- **Exercise goal**: Copy the lines below exactly. Start at the first and finish with the line containing "with a Galerkin-in-time".

- **Dataset entries**:
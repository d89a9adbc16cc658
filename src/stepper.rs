//! Drivers that march a semidiscrete system through time.
//!
//! [`TimeStepper`] advances a [`SemidiscreteSystem`] with an implicit Runge-Kutta
//! tableau and [`DiscontinuousGalerkinTimeStepper`] with a Galerkin-in-time
//! discretization, while [`AdaptiveTimeStepper`] wraps the former with embedded
//! error control. All steppers operate on a [`TimeState`] that owns the running
//! time, the current step size and the solution, and overwrite it in place.

use std::error::Error;
use std::fmt;

use nalgebra::{DVector, Scalar};

use crate::bc::{BcType, DirichletBc};
use crate::element::TimeElement;
use crate::form::Form;
use crate::galerkin;
use crate::nullspace::Nullspace;
use crate::operators::SemidiscreteSystem;
use crate::problem::StageProblem;
use crate::quadrature::TimeQuadrature;
use crate::rk::{self, Splitting};
use crate::solve::{NewtonSettings, NewtonSolver, SolveError, SolverStats};
use crate::space::{StageLayout, SystemState};
use crate::tableau::ButcherTableau;
use crate::{ConfigError, Real};

mod adaptive;

pub use adaptive::{AcceptedStep, AdaptiveSettings, AdaptiveTimeStepper};

/// The complete state of a time integration.
///
/// Steppers advance `t` and overwrite `u` in place. `dt` is the size of the next
/// step; fixed-step drivers leave it untouched, adaptive stepping rewrites it with
/// the proposed size of the next step.
#[derive(Debug, Clone, PartialEq)]
pub struct TimeState<T: Scalar> {
    /// The time at the beginning of the next step.
    pub t: T,
    /// The size of the next step.
    pub dt: T,
    /// The solution at time `t`.
    pub u: SystemState<T>,
}

impl<T: Scalar> TimeState<T> {
    pub fn new(t: T, dt: T, u: SystemState<T>) -> Self {
        Self { t, dt, u }
    }
}

/// Failure modes of advancing a time step.
#[derive(Debug)]
pub enum StepError<T> {
    /// The nonlinear solve of the stage system failed.
    Solve(SolveError),
    /// Step size control proposed a step size below the configured minimum.
    MinimumTimeStep { dt_next: T, dt_min: T },
    /// The same step was rejected too many times in a row.
    RejectionLimitReached { attempts: usize, dt: T },
}

impl<T: fmt::Display> fmt::Display for StepError<T> {
    fn fmt(&self, f: &mut fmt::Formatter) -> fmt::Result {
        match self {
            StepError::Solve(error) => write!(f, "Stage solve failed: {}", error),
            StepError::MinimumTimeStep { dt_next, dt_min } => write!(
                f,
                "Proposed step size {} is below the minimum step size {}.",
                dt_next, dt_min
            ),
            StepError::RejectionLimitReached { attempts, dt } => write!(
                f,
                "Step was rejected {} times in a row, last attempted step size {}.",
                attempts, dt
            ),
        }
    }
}

impl<T: fmt::Debug + fmt::Display> Error for StepError<T> {
    fn source(&self) -> Option<&(dyn Error + 'static)> {
        match self {
            StepError::Solve(error) => Some(error),
            _ => None,
        }
    }
}

impl<T> From<SolveError> for StepError<T> {
    fn from(error: SolveError) -> Self {
        StepError::Solve(error)
    }
}

/// Configuration of a Runge-Kutta stepper beyond the tableau itself.
#[derive(Debug, Clone)]
pub struct StepperOptions<T: Scalar> {
    /// How strongly enforced boundary conditions are imposed on the stages.
    pub bc_type: BcType,
    pub bcs: Vec<DirichletBc>,
    /// The splitting $A = A_1 A_2$ applied to the tableau matrix.
    pub splitting: Splitting<T>,
    pub nullspace: Option<Nullspace<T>>,
    pub newton_settings: NewtonSettings<T>,
}

impl<T: Real> Default for StepperOptions<T> {
    fn default() -> Self {
        Self {
            bc_type: BcType::Dae,
            bcs: Vec::new(),
            splitting: rk::ai,
            nullspace: None,
            newton_settings: NewtonSettings::default(),
        }
    }
}

/// Configuration of a Galerkin-in-time stepper beyond the element and quadrature.
#[derive(Debug, Clone)]
pub struct GalerkinOptions<T: Scalar> {
    pub bcs: Vec<DirichletBc>,
    pub nullspace: Option<Nullspace<T>>,
    pub newton_settings: NewtonSettings<T>,
}

impl<T: Real> Default for GalerkinOptions<T> {
    fn default() -> Self {
        Self {
            bcs: Vec::new(),
            nullspace: None,
            newton_settings: NewtonSettings::default(),
        }
    }
}

/// Advances a semidiscrete system in time with an implicit Runge-Kutta method.
///
/// Each step solves the coupled stage system produced by [`rk::build_stage_form`]
/// with Newton's method and applies the update
/// $u_{n+1} = u_n + \Delta t \sum_s \beta_s w_s$, where $\beta = A_2^{-T} b$
/// expresses the tableau weights in terms of the stage unknowns.
///
/// The stage vector is kept across steps, so each solve warm-starts from the
/// solution of the previous step.
pub struct TimeStepper<'a, T: Real> {
    problem: StageProblem<'a, T>,
    solver: NewtonSolver<T>,
    w: DVector<T>,
    update_weights: DVector<T>,
    error_weights: Option<DVector<T>>,
    order: usize,
    update_buf: DVector<T>,
    stats: SolverStats,
}

impl<'a, T: Real> TimeStepper<'a, T> {
    pub fn new(
        system: &'a SemidiscreteSystem<T>,
        form: &Form<T>,
        tableau: &ButcherTableau<T>,
        options: StepperOptions<T>,
    ) -> Result<Self, ConfigError> {
        let StepperOptions {
            bc_type,
            bcs,
            splitting,
            nullspace,
            newton_settings,
        } = options;
        let stage_form =
            rk::build_stage_form(system, form, tableau, splitting, bc_type, &bcs, nullspace.as_ref())?;
        let rk::StageForm {
            form,
            layout,
            bcs,
            nullspace,
            update_weights,
            error_weights,
            order,
        } = stage_form;
        let w = DVector::zeros(layout.total_dim());
        let update_buf = DVector::zeros(layout.stage_dim());
        let problem = StageProblem::new(system, form, layout, bcs, nullspace)?;
        Ok(Self {
            problem,
            solver: NewtonSolver::new(newton_settings),
            w,
            update_weights,
            error_weights,
            order,
            update_buf,
            stats: SolverStats::default(),
        })
    }

    /// The classical order of the underlying tableau.
    pub fn order(&self) -> usize {
        self.order
    }

    pub fn solver_stats(&self) -> &SolverStats {
        &self.stats
    }

    pub fn problem(&self) -> &StageProblem<'a, T> {
        &self.problem
    }

    /// Advances the state by one step of size `state.dt`.
    ///
    /// Overwrites `state.u` with the new solution and advances `state.t`; the step
    /// size is left unchanged.
    pub fn advance(&mut self, state: &mut TimeState<T>) -> Result<(), StepError<T>> {
        self.solve_stages(state)?;
        self.apply_update(&mut state.u, state.dt);
        state.t = state.t + state.dt;
        Ok(())
    }

    /// Solves the stage system at `(state.t, state.dt, state.u)` without committing
    /// an update.
    pub(crate) fn solve_stages(&mut self, state: &TimeState<T>) -> Result<(), StepError<T>> {
        assert!(state.dt > T::zero(), "step size must be positive");
        self.problem
            .refresh(state.t, state.dt, &state.u)
            .map_err(|error| StepError::Solve(SolveError::Assembly(error)))?;
        self.problem.apply_constraints(&mut self.w);
        let iterations = self.solver.solve(&mut self.problem, &mut self.w)?;
        self.stats.num_steps += 1;
        self.stats.num_nonlinear_iterations += iterations;
        self.stats.num_linear_iterations += iterations;
        Ok(())
    }

    /// Adds the weighted stage combination of the last solve to `u`.
    pub(crate) fn apply_update(&mut self, u: &mut SystemState<T>, dt: T) {
        combine_stages(
            &mut self.update_buf,
            &self.update_weights,
            &self.w,
            self.problem.layout(),
            dt,
        );
        let layout = self.problem.layout();
        for field in 0..layout.num_fields() {
            let range = layout.block_range(0, field);
            u.field_mut(field)
                .axpy(T::one(), &self.update_buf.rows_range(range), T::one());
        }
    }
}

/// Advances a semidiscrete system in time with a discontinuous Galerkin method.
///
/// Each step solves for the coefficients $U_j$ of the polynomial solution on the
/// step interval produced by [`galerkin::build_stage_form`] and evaluates its right
/// end point, $u_{n+1} = \sum_j \phi_j(1) \, U_j$.
pub struct DiscontinuousGalerkinTimeStepper<'a, T: Real> {
    problem: StageProblem<'a, T>,
    solver: NewtonSolver<T>,
    w: DVector<T>,
    update_weights: DVector<T>,
    update_buf: DVector<T>,
    stats: SolverStats,
}

impl<'a, T: Real> DiscontinuousGalerkinTimeStepper<'a, T> {
    pub fn new(
        system: &'a SemidiscreteSystem<T>,
        form: &Form<T>,
        element: &TimeElement<T>,
        quadrature: &TimeQuadrature<T>,
        options: GalerkinOptions<T>,
    ) -> Result<Self, ConfigError> {
        let GalerkinOptions {
            bcs,
            nullspace,
            newton_settings,
        } = options;
        let stage_form =
            galerkin::build_stage_form(system, form, element, quadrature, &bcs, nullspace.as_ref())?;
        let galerkin::StageForm {
            form,
            layout,
            bcs,
            nullspace,
            update_weights,
        } = stage_form;
        let w = DVector::zeros(layout.total_dim());
        let update_buf = DVector::zeros(layout.stage_dim());
        let problem = StageProblem::new(system, form, layout, bcs, nullspace)?;
        Ok(Self {
            problem,
            solver: NewtonSolver::new(newton_settings),
            w,
            update_weights,
            update_buf,
            stats: SolverStats::default(),
        })
    }

    pub fn solver_stats(&self) -> &SolverStats {
        &self.stats
    }

    pub fn problem(&self) -> &StageProblem<'a, T> {
        &self.problem
    }

    /// Advances the state by one step of size `state.dt`.
    ///
    /// Overwrites `state.u` with the trace of the polynomial solution at the end of
    /// the step and advances `state.t`; the step size is left unchanged.
    pub fn advance(&mut self, state: &mut TimeState<T>) -> Result<(), StepError<T>> {
        self.solve_stages(state)?;
        self.apply_update(&mut state.u);
        state.t = state.t + state.dt;
        Ok(())
    }

    fn solve_stages(&mut self, state: &TimeState<T>) -> Result<(), StepError<T>> {
        assert!(state.dt > T::zero(), "step size must be positive");
        self.problem
            .refresh(state.t, state.dt, &state.u)
            .map_err(|error| StepError::Solve(SolveError::Assembly(error)))?;
        self.problem.apply_constraints(&mut self.w);
        let iterations = self.solver.solve(&mut self.problem, &mut self.w)?;
        self.stats.num_steps += 1;
        self.stats.num_nonlinear_iterations += iterations;
        self.stats.num_linear_iterations += iterations;
        Ok(())
    }

    fn apply_update(&mut self, u: &mut SystemState<T>) {
        combine_stages(
            &mut self.update_buf,
            &self.update_weights,
            &self.w,
            self.problem.layout(),
            T::one(),
        );
        let layout = self.problem.layout();
        for field in 0..layout.num_fields() {
            let range = layout.block_range(0, field);
            u.field_mut(field)
                .copy_from(&self.update_buf.rows_range(range));
        }
    }
}

/// Accumulates `out = scale * sum_s weights[s] * w_s` over the stage blocks of `w`.
fn combine_stages<T: Real>(
    out: &mut DVector<T>,
    weights: &DVector<T>,
    w: &DVector<T>,
    layout: &StageLayout,
    scale: T,
) {
    out.fill(T::zero());
    for (stage, weight) in weights.iter().enumerate() {
        out.axpy(scale * *weight, &w.rows_range(layout.stage_range(stage)), T::one());
    }
}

- **Task solution**:
repository d89a9adbc16cc658
filename src/stepper.rs
//! Drivers that march a semidiscrete system through time.
//!
//! [`TimeStepper`] advances a [`SemidiscreteSystem`] with an implicit Runge-Kutta
//! tableau and [`DiscontinuousGalerkinTimeStepper`] with a Galerkin-in-time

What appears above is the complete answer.